Senator Banks: Is the principal constraint money?

Mr. Jolicoeur: For what? 

Senator Banks: Doing all of these things, such as ensuring that no sign at a border crossing indicates "Closed for the night. Come back later," which is kind of silly.

Mr. Jolicoeur: If we want barriers, rules and a system that prevents people from crossing illegally then, yes there is a money consideration.

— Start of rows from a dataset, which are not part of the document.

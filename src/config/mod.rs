// ABOUTME: Client configuration from dockwire.yml and the DOCKER_* environment.
// ABOUTME: Resolves the engine endpoint, TLS material, and dispatcher tunables.

mod error;

pub use error::ConfigError;

use crate::client::{
    ClientOptions, DEFAULT_API_VERSION, DEFAULT_IDLE_TIMEOUT, DEFAULT_TIMEOUT, Endpoint,
    INTERACTIVE_TIMEOUT, TlsMaterial, Timeouts, WAIT_TIMEOUT,
};
use error::{HostSnafu, InvalidSnafu, ParseSnafu, ReadSnafu, YamlSnafu};
use serde::{Deserialize, Serialize};
use snafu::{ResultExt, ensure};
use std::path::{Path, PathBuf};
use std::time::Duration;

pub const CONFIG_FILENAME: &str = "dockwire.yml";
pub const CONFIG_FILENAME_ALT: &str = "dockwire.yaml";
pub const CONFIG_FILENAME_DIR: &str = ".dockwire/config.yml";

pub const ENV_HOST: &str = "DOCKER_HOST";
pub const ENV_CERT_PATH: &str = "DOCKER_CERT_PATH";
pub const ENV_TLS_VERIFY: &str = "DOCKER_TLS_VERIFY";

#[derive(Debug, Clone, PartialEq, Eq, Serialize, Deserialize)]
pub struct ClientConfig {
    /// Engine endpoint URI; the local socket when unset.
    #[serde(default)]
    pub host: Option<String>,

    #[serde(default = "default_api_version")]
    pub api_version: String,

    #[serde(default = "default_idle_timeout", with = "humantime_serde")]
    pub idle_timeout: Duration,

    #[serde(default = "default_request_timeout", with = "humantime_serde")]
    pub request_timeout: Duration,

    #[serde(default = "default_interactive_timeout", with = "humantime_serde")]
    pub interactive_timeout: Duration,

    #[serde(default = "default_wait_timeout", with = "humantime_serde")]
    pub wait_timeout: Duration,

    #[serde(default = "default_max_idle")]
    pub max_idle_per_endpoint: usize,

    #[serde(default = "default_stream_buffer")]
    pub stream_buffer: usize,

    #[serde(default)]
    pub tls: Option<TlsConfig>,
}

/// PEM material for a TLS endpoint.
#[derive(Debug, Clone, PartialEq, Eq, Serialize, Deserialize)]
pub struct TlsConfig {
    pub ca: PathBuf,
    #[serde(default)]
    pub cert: Option<PathBuf>,
    #[serde(default)]
    pub key: Option<PathBuf>,
    /// Upgrades a plain `tcp://` host to TLS.
    #[serde(default = "default_verify")]
    pub verify: bool,
}

fn default_api_version() -> String {
    DEFAULT_API_VERSION.to_string()
}

fn default_idle_timeout() -> Duration {
    DEFAULT_IDLE_TIMEOUT
}

fn default_request_timeout() -> Duration {
    DEFAULT_TIMEOUT
}

fn default_interactive_timeout() -> Duration {
    INTERACTIVE_TIMEOUT
}

fn default_wait_timeout() -> Duration {
    WAIT_TIMEOUT
}

fn default_max_idle() -> usize {
    8
}

fn default_stream_buffer() -> usize {
    64
}

fn default_verify() -> bool {
    true
}

impl Default for ClientConfig {
    fn default() -> Self {
        Self {
            host: None,
            api_version: default_api_version(),
            idle_timeout: default_idle_timeout(),
            request_timeout: default_request_timeout(),
            interactive_timeout: default_interactive_timeout(),
            wait_timeout: default_wait_timeout(),
            max_idle_per_endpoint: default_max_idle(),
            stream_buffer: default_stream_buffer(),
            tls: None,
        }
    }
}

impl ClientConfig {
    pub fn from_yaml(yaml: &str) -> Result<Self, ConfigError> {
        let config: Self = serde_yaml::from_str(yaml).context(YamlSnafu)?;
        config.validate()?;
        Ok(config)
    }

    pub fn load(path: &Path) -> Result<Self, ConfigError> {
        let content = std::fs::read_to_string(path).context(ReadSnafu { path })?;
        let config: Self = serde_yaml::from_str(&content).context(ParseSnafu { path })?;
        config.validate()?;
        Ok(config)
    }

    /// First config file present in `dir`, if any.
    pub fn find(dir: &Path) -> Option<PathBuf> {
        [CONFIG_FILENAME, CONFIG_FILENAME_ALT, CONFIG_FILENAME_DIR]
            .into_iter()
            .map(|name| dir.join(name))
            .find(|path| path.exists())
    }

    /// Load the config file in `dir`, or defaults when there is none.
    pub fn discover(dir: &Path) -> Result<Self, ConfigError> {
        match Self::find(dir) {
            Some(path) => {
                tracing::debug!(path = %path.display(), "loading client config");
                Self::load(&path)
            }
            None => Ok(Self::default()),
        }
    }

    /// Defaults overridden by the environment.
    pub fn from_env() -> Self {
        Self::default().apply_env()
    }

    /// Apply `DOCKER_HOST`, `DOCKER_CERT_PATH` and `DOCKER_TLS_VERIFY`.
    pub fn apply_env(mut self) -> Self {
        if let Some(host) = env_var(ENV_HOST) {
            self.host = Some(host);
        }

        let verify = env_var(ENV_TLS_VERIFY).is_some_and(|v| v != "0");
        if let Some(dir) = env_var(ENV_CERT_PATH) {
            let dir = PathBuf::from(dir);
            self.tls = Some(TlsConfig {
                ca: dir.join("ca.pem"),
                cert: Some(dir.join("cert.pem")),
                key: Some(dir.join("key.pem")),
                verify,
            });
        } else if let Some(tls) = self.tls.as_mut()
            && env_var(ENV_TLS_VERIFY).is_some()
        {
            tls.verify = verify;
        }
        self
    }

    pub fn validate(&self) -> Result<(), ConfigError> {
        ensure!(
            self.stream_buffer > 0,
            InvalidSnafu {
                reason: "stream_buffer must be at least 1"
            }
        );
        for (name, value) in [
            ("idle_timeout", self.idle_timeout),
            ("request_timeout", self.request_timeout),
            ("interactive_timeout", self.interactive_timeout),
            ("wait_timeout", self.wait_timeout),
        ] {
            ensure!(
                !value.is_zero(),
                InvalidSnafu {
                    reason: format!("{name} must be greater than zero")
                }
            );
        }
        Ok(())
    }

    /// The engine endpoint. A verified TLS setup upgrades `tcp://` to TLS.
    pub fn endpoint(&self) -> Result<Endpoint, ConfigError> {
        let endpoint = match &self.host {
            Some(host) => Endpoint::parse(host).context(HostSnafu { host })?,
            None => Endpoint::default(),
        };
        let upgrade = self.tls.as_ref().is_some_and(|tls| tls.verify);
        if upgrade && matches!(endpoint, Endpoint::Tcp { .. }) {
            Ok(endpoint.into_tls())
        } else {
            Ok(endpoint)
        }
    }

    pub fn tls_material(&self) -> Option<TlsMaterial> {
        self.tls.as_ref().map(|tls| TlsMaterial {
            ca: tls.ca.clone(),
            cert: tls.cert.clone(),
            key: tls.key.clone(),
        })
    }

    pub fn options(&self) -> ClientOptions {
        ClientOptions {
            api_version: self.api_version.clone(),
            idle_timeout: self.idle_timeout,
            max_idle_per_endpoint: self.max_idle_per_endpoint,
            stream_buffer: self.stream_buffer,
            timeouts: Timeouts {
                request: self.request_timeout,
                interactive: self.interactive_timeout,
                wait: self.wait_timeout,
            },
        }
    }
}

fn env_var(name: &str) -> Option<String> {
    std::env::var(name).ok().filter(|v| !v.is_empty())
}

#[cfg(test)]
mod tests {
    use super::*;

    #[test]
    fn empty_yaml_yields_defaults() {
        let config = ClientConfig::from_yaml("{}").unwrap();
        assert_eq!(config, ClientConfig::default());
        assert_eq!(config.endpoint().unwrap(), Endpoint::default());
    }

    #[test]
    fn durations_use_humantime() {
        let config = ClientConfig::from_yaml("idle_timeout: 30s\nrequest_timeout: 2m\n").unwrap();
        assert_eq!(config.idle_timeout, Duration::from_secs(30));
        assert_eq!(config.options().timeouts.request, Duration::from_secs(120));
    }

    #[test]
    fn zero_stream_buffer_is_invalid() {
        let err = ClientConfig::from_yaml("stream_buffer: 0").unwrap_err();
        assert!(matches!(err, ConfigError::Invalid { .. }));
    }

    #[test]
    fn verified_tls_upgrades_tcp_host() {
        let config = ClientConfig::from_yaml(
            "host: tcp://engine.internal:2376\ntls:\n  ca: /certs/ca.pem\n",
        )
        .unwrap();
        assert!(config.endpoint().unwrap().is_tls());
    }

    #[test]
    fn bad_host_names_the_value() {
        let config = ClientConfig {
            host: Some("ftp://nope".to_string()),
            ..ClientConfig::default()
        };
        let err = config.endpoint().unwrap_err();
        assert!(err.to_string().contains("ftp://nope"));
    }
}
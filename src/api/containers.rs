// ABOUTME: Container endpoints: lifecycle, inspection, logs, attach, stats, and export.
// ABOUTME: Streaming endpoints return subscriptions; the rest are one-shot requests.

use super::models::{ContainerInspect, ContainerSummary, CreateResponse, TopResponse, WaitResponse};
use super::sealed::Sealed;
use super::{ApiResult, decode, streaming, subscribe};
use crate::client::{
    AsyncHandle, Chunk, Client, Command, CommandConfig, DemuxMode, Demuxer, Filters, Query, Sink,
    TimeoutPolicy,
};
use crate::types::ContainerId;
use async_trait::async_trait;
use std::path::Path;
use std::time::Duration;
use tokio_util::sync::CancellationToken;

const LIST_KEYS: &[&str] = &["all", "limit", "size", "filters"];
const CREATE_KEYS: &[&str] = &["name", "platform"];
const STOP_KEYS: &[&str] = &["t", "signal"];
const KILL_KEYS: &[&str] = &["signal"];
const WAIT_KEYS: &[&str] = &["condition"];
const REMOVE_KEYS: &[&str] = &["v", "force", "link"];
const LOGS_KEYS: &[&str] = &[
    "follow",
    "stdout",
    "stderr",
    "since",
    "until",
    "timestamps",
    "tail",
];
const ATTACH_KEYS: &[&str] = &["detachKeys", "logs", "stream", "stdin", "stdout", "stderr"];
const STATS_KEYS: &[&str] = &["stream", "one-shot"];
const TOP_KEYS: &[&str] = &["ps_args"];

/// Container lifecycle and I/O operations.
#[async_trait]
pub trait ContainerOps: Sealed + Send + Sync {
    async fn list_containers(
        &self,
        opts: &ListContainersOptions,
    ) -> ApiResult<Vec<ContainerSummary>>;

    async fn inspect_container(&self, id: &ContainerId) -> ApiResult<ContainerInspect>;

    /// Create a container from a ready-made engine body.
    async fn create_container(
        &self,
        name: Option<&str>,
        body: serde_json::Value,
    ) -> ApiResult<CreateResponse>;

    async fn start_container(&self, id: &ContainerId) -> ApiResult<()>;

    /// Stop with a graceful period of `t` before the engine kills the process.
    async fn stop_container(&self, id: &ContainerId, t: Option<Duration>) -> ApiResult<()>;

    async fn restart_container(&self, id: &ContainerId, t: Option<Duration>) -> ApiResult<()>;

    async fn kill_container(&self, id: &ContainerId, signal: Option<&str>) -> ApiResult<()>;

    /// Block until the container stops, for at most twice `timeout`.
    async fn wait_container(
        &self,
        id: &ContainerId,
        timeout: Option<Duration>,
    ) -> ApiResult<WaitResponse>;

    async fn remove_container(&self, id: &ContainerId, opts: RemoveOptions) -> ApiResult<()>;

    async fn container_logs(&self, id: &ContainerId, opts: &LogsOptions) -> ApiResult<Logs>;

    async fn attach_container(
        &self,
        id: &ContainerId,
        opts: &AttachOptions,
    ) -> ApiResult<AsyncHandle>;

    /// A single stats sample.
    async fn container_stats(&self, id: &ContainerId) -> ApiResult<serde_json::Value>;

    /// Stats samples until finished; the stream is dropped if samples stop.
    async fn stream_container_stats(
        &self,
        id: &ContainerId,
        owner: Option<&CancellationToken>,
    ) -> ApiResult<AsyncHandle>;

    async fn top_container(&self, id: &ContainerId, ps_args: Option<&str>)
    -> ApiResult<TopResponse>;

    /// Write the container filesystem as a tarball to `dest`, returning its size.
    async fn export_container(&self, id: &ContainerId, dest: &Path) -> ApiResult<u64>;
}

#[derive(Debug, Clone, Default)]
pub struct ListContainersOptions {
    /// Include stopped containers.
    pub all: bool,
    pub limit: Option<i64>,
    pub filters: Filters,
}

#[derive(Debug, Clone, Copy, Default)]
pub struct RemoveOptions {
    pub force: bool,
    /// Also remove anonymous volumes.
    pub volumes: bool,
}

#[derive(Debug, Clone)]
pub struct LogsOptions {
    pub follow: bool,
    pub stdout: bool,
    pub stderr: bool,
    pub timestamps: bool,
    /// Number of lines from the end, or `all`.
    pub tail: Option<String>,
    pub since: Option<i64>,
    pub until: Option<i64>,
    /// The container has a pseudo-terminal, so output is not multiplexed.
    pub tty: bool,
    pub owner: Option<CancellationToken>,
}

impl Default for LogsOptions {
    fn default() -> Self {
        Self {
            follow: false,
            stdout: true,
            stderr: true,
            timestamps: false,
            tail: None,
            since: None,
            until: None,
            tty: false,
            owner: None,
        }
    }
}

/// Logs either arrive in full or, when following, as a subscription.
#[derive(Debug)]
pub enum Logs {
    Complete(Vec<Chunk>),
    Following(AsyncHandle),
}

#[derive(Debug, Clone)]
pub struct AttachOptions {
    pub stdin: bool,
    pub stdout: bool,
    pub stderr: bool,
    /// Replay output produced before attaching.
    pub logs: bool,
    pub tty: bool,
    pub detach_keys: Option<String>,
    pub owner: Option<CancellationToken>,
}

impl Default for AttachOptions {
    fn default() -> Self {
        Self {
            stdin: true,
            stdout: true,
            stderr: true,
            logs: false,
            tty: false,
            detach_keys: None,
            owner: None,
        }
    }
}

fn demux_mode(tty: bool) -> DemuxMode {
    if tty { DemuxMode::Raw } else { DemuxMode::Framed }
}

fn path(id: &ContainerId, rest: &str) -> String {
    format!("/containers/{}{rest}", id.path_segment())
}

/// The engine takes the grace period in whole seconds; round up so it is
/// never shorter than asked for.
fn whole_seconds(t: Option<Duration>) -> Option<Duration> {
    t.map(|t| {
        let secs = t.as_secs() + u64::from(t.subsec_nanos() > 0);
        Duration::from_secs(secs)
    })
}

fn grace_query(t: Option<Duration>) -> Query {
    match t {
        Some(t) => Query::new().int("t", i64::try_from(t.as_secs()).unwrap_or(i64::MAX)),
        None => Query::new(),
    }
}

#[async_trait]
impl ContainerOps for Client {
    async fn list_containers(
        &self,
        opts: &ListContainersOptions,
    ) -> ApiResult<Vec<ContainerSummary>> {
        let mut query = Query::new().flag("all", opts.all).filters(&opts.filters);
        if let Some(limit) = opts.limit {
            query = query.int("limit", limit);
        }
        let response = self
            .request(Command::get("/containers/json").query(&query, LIST_KEYS))
            .await?;
        decode(&response, "container list")
    }

    async fn inspect_container(&self, id: &ContainerId) -> ApiResult<ContainerInspect> {
        let response = self.request(Command::get(path(id, "/json"))).await?;
        decode(&response, "container inspect")
    }

    async fn create_container(
        &self,
        name: Option<&str>,
        body: serde_json::Value,
    ) -> ApiResult<CreateResponse> {
        let query = Query::new().text_opt("name", name);
        let command = Command::post("/containers/create")
            .query(&query, CREATE_KEYS)
            .json(body);
        let response = self.request(command).await?;
        decode(&response, "container create")
    }

    async fn start_container(&self, id: &ContainerId) -> ApiResult<()> {
        self.request(Command::post(path(id, "/start"))).await?;
        Ok(())
    }

    async fn stop_container(&self, id: &ContainerId, t: Option<Duration>) -> ApiResult<()> {
        let t = whole_seconds(t);
        let command = Command::post(path(id, "/stop"))
            .query(&grace_query(t), STOP_KEYS)
            .timeout_policy(TimeoutPolicy::Grace(t));
        self.request(command).await?;
        Ok(())
    }

    async fn restart_container(&self, id: &ContainerId, t: Option<Duration>) -> ApiResult<()> {
        let t = whole_seconds(t);
        let command = Command::post(path(id, "/restart"))
            .query(&grace_query(t), STOP_KEYS)
            .timeout_policy(TimeoutPolicy::Grace(t));
        self.request(command).await?;
        Ok(())
    }

    async fn kill_container(&self, id: &ContainerId, signal: Option<&str>) -> ApiResult<()> {
        let query = Query::new().text_opt("signal", signal);
        self.request(Command::post(path(id, "/kill")).query(&query, KILL_KEYS))
            .await?;
        Ok(())
    }

    async fn wait_container(
        &self,
        id: &ContainerId,
        timeout: Option<Duration>,
    ) -> ApiResult<WaitResponse> {
        let query = Query::new().text("condition", "not-running");
        let command = Command::post(path(id, "/wait"))
            .query(&query, WAIT_KEYS)
            .timeout_policy(TimeoutPolicy::Wait(timeout));
        let response = self.request(command).await?;
        decode(&response, "container wait")
    }

    async fn remove_container(&self, id: &ContainerId, opts: RemoveOptions) -> ApiResult<()> {
        let query = Query::new()
            .flag("force", opts.force)
            .flag("v", opts.volumes);
        self.request(Command::delete(path(id, "")).query(&query, REMOVE_KEYS))
            .await?;
        Ok(())
    }

    async fn container_logs(&self, id: &ContainerId, opts: &LogsOptions) -> ApiResult<Logs> {
        let mut query = Query::new()
            .flag("follow", opts.follow)
            .flag("stdout", opts.stdout)
            .flag("stderr", opts.stderr)
            .flag("timestamps", opts.timestamps)
            .text_opt("tail", opts.tail.clone());
        if let Some(since) = opts.since {
            query = query.int("since", since);
        }
        if let Some(until) = opts.until {
            query = query.int("until", until);
        }

        let mode = demux_mode(opts.tty);
        let command = Command::get(path(id, "/logs"))
            .query(&query, LOGS_KEYS)
            .mode(mode);

        if command.is_async() {
            let config = streaming(opts.owner.as_ref()).build()?;
            return Ok(Logs::Following(subscribe(self, command.config(config)).await?));
        }

        let response = self.request(command).await?;
        let chunks = Demuxer::new(mode)
            .feed(response.body)
            .map_err(crate::client::Error::connection)?;
        Ok(Logs::Complete(chunks))
    }

    async fn attach_container(
        &self,
        id: &ContainerId,
        opts: &AttachOptions,
    ) -> ApiResult<AsyncHandle> {
        let query = Query::new()
            .flag("stream", true)
            .flag("stdin", opts.stdin)
            .flag("stdout", opts.stdout)
            .flag("stderr", opts.stderr)
            .flag("logs", opts.logs)
            .text_opt("detachKeys", opts.detach_keys.clone());
        let command = Command::post(path(id, "/attach"))
            .query(&query, ATTACH_KEYS)
            .interactive()
            .mode(demux_mode(opts.tty))
            .timeout_policy(TimeoutPolicy::Interactive)
            .config(streaming(opts.owner.as_ref()).build()?);
        subscribe(self, command).await
    }

    async fn container_stats(&self, id: &ContainerId) -> ApiResult<serde_json::Value> {
        let query = Query::new().flag("stream", false);
        let response = self
            .request(Command::get(path(id, "/stats")).query(&query, STATS_KEYS))
            .await?;
        decode(&response, "container stats")
    }

    async fn stream_container_stats(
        &self,
        id: &ContainerId,
        owner: Option<&CancellationToken>,
    ) -> ApiResult<AsyncHandle> {
        let query = Query::new().flag("stream", true);
        let config = streaming(owner).refresh(true).build()?;
        let command = Command::get(path(id, "/stats"))
            .query(&query, STATS_KEYS)
            .config(config);
        subscribe(self, command).await
    }

    async fn top_container(
        &self,
        id: &ContainerId,
        ps_args: Option<&str>,
    ) -> ApiResult<TopResponse> {
        let query = Query::new().text_opt("ps_args", ps_args);
        let response = self
            .request(Command::get(path(id, "/top")).query(&query, TOP_KEYS))
            .await?;
        decode(&response, "container top")
    }

    async fn export_container(&self, id: &ContainerId, dest: &Path) -> ApiResult<u64> {
        let config = CommandConfig::builder()
            .redirect(Sink::File(dest.to_path_buf()))
            .build()?;
        let response = self
            .request(Command::get(path(id, "/export")).config(config))
            .await?;
        Ok(response.bytes_written.unwrap_or_default())
    }
}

Senator Banks: Has that money been requested? Does CBSA have a plan for which it has requested the funds to reduce these numbers to zero? This committee argued with the previous government about it not providing sufficient resources. We will not change our minds on that simply because the government has changed. The previous government was deficient in providing the necessary resources for these jobs. However, you need a plan to take to the government in order to secure the appropriate funds to fix the problem. You need to tell the government how much it will cost. Have you made such a plan?

Mr. Jolicoeur: We make requests to every federal budget for additional resources for CBSA. This year, we received over two years $365 million for two improvements to security across Canada.

In the last budget, our request included a piece specifically dealing with running the port. No, I did not have a piece there. We of course were asked to prioritize all of our requests. No, there was not a specific request for that in the last budget. If we were to consider all of the areas where we could strengthen the border then, you are right, the amount requested to fund all of them would be very high. It would take a significant amount of money to add the number of people we would like to have at the borders and consider the areas between border points and post-border points — much more than we are talking about now.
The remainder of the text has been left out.